▸ **Your instructions**
Return only the lines from the top of the material through the line marked by "order on an honest", unaltered.

▸ **Source records**
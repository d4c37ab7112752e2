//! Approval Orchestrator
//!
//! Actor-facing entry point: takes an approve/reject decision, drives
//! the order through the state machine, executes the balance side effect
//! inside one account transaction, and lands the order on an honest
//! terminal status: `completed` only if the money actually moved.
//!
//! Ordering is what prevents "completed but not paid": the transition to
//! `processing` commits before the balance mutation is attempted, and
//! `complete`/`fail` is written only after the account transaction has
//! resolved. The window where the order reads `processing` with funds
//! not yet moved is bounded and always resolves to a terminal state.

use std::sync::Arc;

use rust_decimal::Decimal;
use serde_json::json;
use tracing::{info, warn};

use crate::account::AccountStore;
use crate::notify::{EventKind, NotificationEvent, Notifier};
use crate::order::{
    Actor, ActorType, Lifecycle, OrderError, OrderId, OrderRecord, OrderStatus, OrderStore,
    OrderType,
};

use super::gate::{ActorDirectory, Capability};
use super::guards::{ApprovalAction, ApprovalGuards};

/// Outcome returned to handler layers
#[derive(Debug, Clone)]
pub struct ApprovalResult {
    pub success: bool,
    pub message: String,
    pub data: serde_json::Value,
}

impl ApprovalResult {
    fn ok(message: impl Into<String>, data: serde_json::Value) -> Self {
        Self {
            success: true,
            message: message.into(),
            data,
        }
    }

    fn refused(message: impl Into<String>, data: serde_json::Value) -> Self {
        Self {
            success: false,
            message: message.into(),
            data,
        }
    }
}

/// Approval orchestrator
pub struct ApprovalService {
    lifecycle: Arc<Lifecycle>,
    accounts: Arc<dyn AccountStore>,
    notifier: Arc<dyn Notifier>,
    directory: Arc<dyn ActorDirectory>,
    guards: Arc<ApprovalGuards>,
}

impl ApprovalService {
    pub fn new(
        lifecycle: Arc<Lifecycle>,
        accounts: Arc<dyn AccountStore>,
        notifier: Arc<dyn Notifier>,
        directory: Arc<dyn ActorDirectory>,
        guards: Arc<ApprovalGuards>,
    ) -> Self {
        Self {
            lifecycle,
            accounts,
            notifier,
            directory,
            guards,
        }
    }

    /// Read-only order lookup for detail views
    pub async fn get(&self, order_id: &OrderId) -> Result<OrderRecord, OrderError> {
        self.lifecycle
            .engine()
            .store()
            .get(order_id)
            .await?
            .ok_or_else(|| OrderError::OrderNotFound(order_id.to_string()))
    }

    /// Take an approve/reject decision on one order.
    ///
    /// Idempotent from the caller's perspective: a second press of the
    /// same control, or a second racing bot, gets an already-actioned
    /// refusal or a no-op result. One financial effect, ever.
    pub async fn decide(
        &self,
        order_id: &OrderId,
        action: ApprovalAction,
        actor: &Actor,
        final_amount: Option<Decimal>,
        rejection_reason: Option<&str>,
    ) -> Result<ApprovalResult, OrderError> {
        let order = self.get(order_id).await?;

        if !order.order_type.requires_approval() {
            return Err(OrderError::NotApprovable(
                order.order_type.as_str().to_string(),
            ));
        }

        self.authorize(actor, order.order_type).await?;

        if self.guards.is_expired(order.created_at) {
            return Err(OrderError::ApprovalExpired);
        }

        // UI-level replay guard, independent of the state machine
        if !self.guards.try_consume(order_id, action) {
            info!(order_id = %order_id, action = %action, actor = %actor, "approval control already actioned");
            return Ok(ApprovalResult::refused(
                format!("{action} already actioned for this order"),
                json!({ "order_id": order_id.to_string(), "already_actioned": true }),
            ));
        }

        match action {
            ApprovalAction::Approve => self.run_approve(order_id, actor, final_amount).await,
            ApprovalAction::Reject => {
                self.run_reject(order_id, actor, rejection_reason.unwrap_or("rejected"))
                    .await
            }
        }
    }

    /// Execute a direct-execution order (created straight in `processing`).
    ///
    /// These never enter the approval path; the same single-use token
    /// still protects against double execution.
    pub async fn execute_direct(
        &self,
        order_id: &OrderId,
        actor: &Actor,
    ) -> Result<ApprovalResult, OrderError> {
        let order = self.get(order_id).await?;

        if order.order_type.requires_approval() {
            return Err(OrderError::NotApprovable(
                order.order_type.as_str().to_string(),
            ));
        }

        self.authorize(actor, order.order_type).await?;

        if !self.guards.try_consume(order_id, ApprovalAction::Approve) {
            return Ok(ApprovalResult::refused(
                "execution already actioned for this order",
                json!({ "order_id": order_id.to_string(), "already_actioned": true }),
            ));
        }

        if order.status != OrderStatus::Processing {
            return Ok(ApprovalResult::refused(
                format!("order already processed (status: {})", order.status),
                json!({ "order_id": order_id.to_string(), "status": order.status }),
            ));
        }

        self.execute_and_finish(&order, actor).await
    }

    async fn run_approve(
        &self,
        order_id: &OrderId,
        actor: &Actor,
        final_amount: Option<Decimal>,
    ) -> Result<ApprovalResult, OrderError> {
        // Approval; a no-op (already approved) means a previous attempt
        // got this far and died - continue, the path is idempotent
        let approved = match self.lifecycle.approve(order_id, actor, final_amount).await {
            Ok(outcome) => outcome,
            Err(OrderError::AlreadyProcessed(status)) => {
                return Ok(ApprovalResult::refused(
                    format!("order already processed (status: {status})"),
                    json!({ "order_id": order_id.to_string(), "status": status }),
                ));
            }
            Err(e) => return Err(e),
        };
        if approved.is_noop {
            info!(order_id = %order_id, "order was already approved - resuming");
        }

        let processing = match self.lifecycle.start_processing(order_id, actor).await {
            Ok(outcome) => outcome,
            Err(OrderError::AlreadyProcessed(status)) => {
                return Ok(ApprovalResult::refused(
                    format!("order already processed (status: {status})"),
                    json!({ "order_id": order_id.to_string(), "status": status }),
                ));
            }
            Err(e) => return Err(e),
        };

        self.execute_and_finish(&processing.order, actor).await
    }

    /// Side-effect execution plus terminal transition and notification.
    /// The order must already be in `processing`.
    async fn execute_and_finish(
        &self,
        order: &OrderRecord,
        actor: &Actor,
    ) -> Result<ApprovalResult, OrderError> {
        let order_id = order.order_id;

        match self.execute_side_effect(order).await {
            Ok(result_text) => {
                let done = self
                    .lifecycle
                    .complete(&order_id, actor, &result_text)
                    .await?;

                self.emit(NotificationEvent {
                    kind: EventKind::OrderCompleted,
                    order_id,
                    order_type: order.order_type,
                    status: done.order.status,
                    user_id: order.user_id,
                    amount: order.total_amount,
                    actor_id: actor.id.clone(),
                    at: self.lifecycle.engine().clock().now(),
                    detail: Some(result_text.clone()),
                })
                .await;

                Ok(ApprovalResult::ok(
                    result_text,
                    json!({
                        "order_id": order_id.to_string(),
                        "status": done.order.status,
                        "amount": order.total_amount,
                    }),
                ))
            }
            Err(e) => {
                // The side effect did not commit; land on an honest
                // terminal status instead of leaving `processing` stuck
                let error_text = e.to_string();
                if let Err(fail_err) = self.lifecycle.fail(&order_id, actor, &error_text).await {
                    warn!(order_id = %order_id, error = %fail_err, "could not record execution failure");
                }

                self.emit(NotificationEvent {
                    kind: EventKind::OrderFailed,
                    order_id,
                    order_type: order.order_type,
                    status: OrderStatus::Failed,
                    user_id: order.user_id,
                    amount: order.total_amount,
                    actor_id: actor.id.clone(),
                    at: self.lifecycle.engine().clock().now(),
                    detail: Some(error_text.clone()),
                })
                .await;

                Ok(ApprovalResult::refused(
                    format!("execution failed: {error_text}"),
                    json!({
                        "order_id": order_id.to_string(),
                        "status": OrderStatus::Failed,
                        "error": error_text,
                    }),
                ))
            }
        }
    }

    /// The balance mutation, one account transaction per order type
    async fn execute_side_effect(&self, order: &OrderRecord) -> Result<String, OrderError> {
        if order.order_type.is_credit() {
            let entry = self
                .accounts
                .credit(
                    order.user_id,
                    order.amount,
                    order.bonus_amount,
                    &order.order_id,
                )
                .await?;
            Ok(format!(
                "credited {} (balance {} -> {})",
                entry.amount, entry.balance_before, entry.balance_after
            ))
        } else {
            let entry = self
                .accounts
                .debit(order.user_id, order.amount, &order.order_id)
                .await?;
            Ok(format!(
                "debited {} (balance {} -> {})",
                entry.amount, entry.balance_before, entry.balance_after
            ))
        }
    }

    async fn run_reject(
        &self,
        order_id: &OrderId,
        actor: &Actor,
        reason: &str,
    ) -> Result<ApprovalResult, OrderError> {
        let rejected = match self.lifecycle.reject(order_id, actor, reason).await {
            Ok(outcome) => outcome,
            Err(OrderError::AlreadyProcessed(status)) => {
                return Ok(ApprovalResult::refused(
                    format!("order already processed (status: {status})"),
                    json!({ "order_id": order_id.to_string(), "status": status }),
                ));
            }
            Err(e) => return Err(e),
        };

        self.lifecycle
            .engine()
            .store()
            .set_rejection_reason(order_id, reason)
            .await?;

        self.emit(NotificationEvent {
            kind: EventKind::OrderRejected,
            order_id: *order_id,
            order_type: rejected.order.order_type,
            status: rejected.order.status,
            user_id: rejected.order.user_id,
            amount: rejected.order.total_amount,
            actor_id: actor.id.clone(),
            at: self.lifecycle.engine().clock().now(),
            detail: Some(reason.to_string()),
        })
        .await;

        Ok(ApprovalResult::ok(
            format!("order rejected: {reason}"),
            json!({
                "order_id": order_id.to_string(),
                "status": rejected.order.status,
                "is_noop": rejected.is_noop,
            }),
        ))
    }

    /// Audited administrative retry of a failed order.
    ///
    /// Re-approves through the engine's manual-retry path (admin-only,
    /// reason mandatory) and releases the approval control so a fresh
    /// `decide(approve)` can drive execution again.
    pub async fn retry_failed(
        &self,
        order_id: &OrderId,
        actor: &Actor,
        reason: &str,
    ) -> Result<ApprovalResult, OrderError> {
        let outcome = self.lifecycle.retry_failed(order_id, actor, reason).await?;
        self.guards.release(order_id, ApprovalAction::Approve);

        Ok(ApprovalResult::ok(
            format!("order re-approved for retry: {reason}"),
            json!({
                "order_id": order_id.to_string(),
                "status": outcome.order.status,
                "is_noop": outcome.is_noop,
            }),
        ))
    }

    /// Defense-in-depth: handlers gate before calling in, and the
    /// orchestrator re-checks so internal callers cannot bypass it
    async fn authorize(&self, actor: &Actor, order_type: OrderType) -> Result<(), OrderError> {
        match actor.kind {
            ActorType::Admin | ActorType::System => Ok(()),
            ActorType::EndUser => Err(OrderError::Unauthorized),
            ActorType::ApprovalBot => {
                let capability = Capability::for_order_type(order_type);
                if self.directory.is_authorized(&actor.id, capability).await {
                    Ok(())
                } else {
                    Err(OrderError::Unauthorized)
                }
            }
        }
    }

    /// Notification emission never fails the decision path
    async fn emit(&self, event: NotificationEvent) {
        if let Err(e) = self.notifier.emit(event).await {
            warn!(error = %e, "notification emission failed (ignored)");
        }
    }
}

▸ **Response**
repository d4c37ab7112752e2
//! Approval Orchestrator
//!
//! Actor-facing entry point: takes an approve/reject decision, drives
//! the order through the state machine, executes the balance side effect
//! inside one account transaction, and lands the order on an honest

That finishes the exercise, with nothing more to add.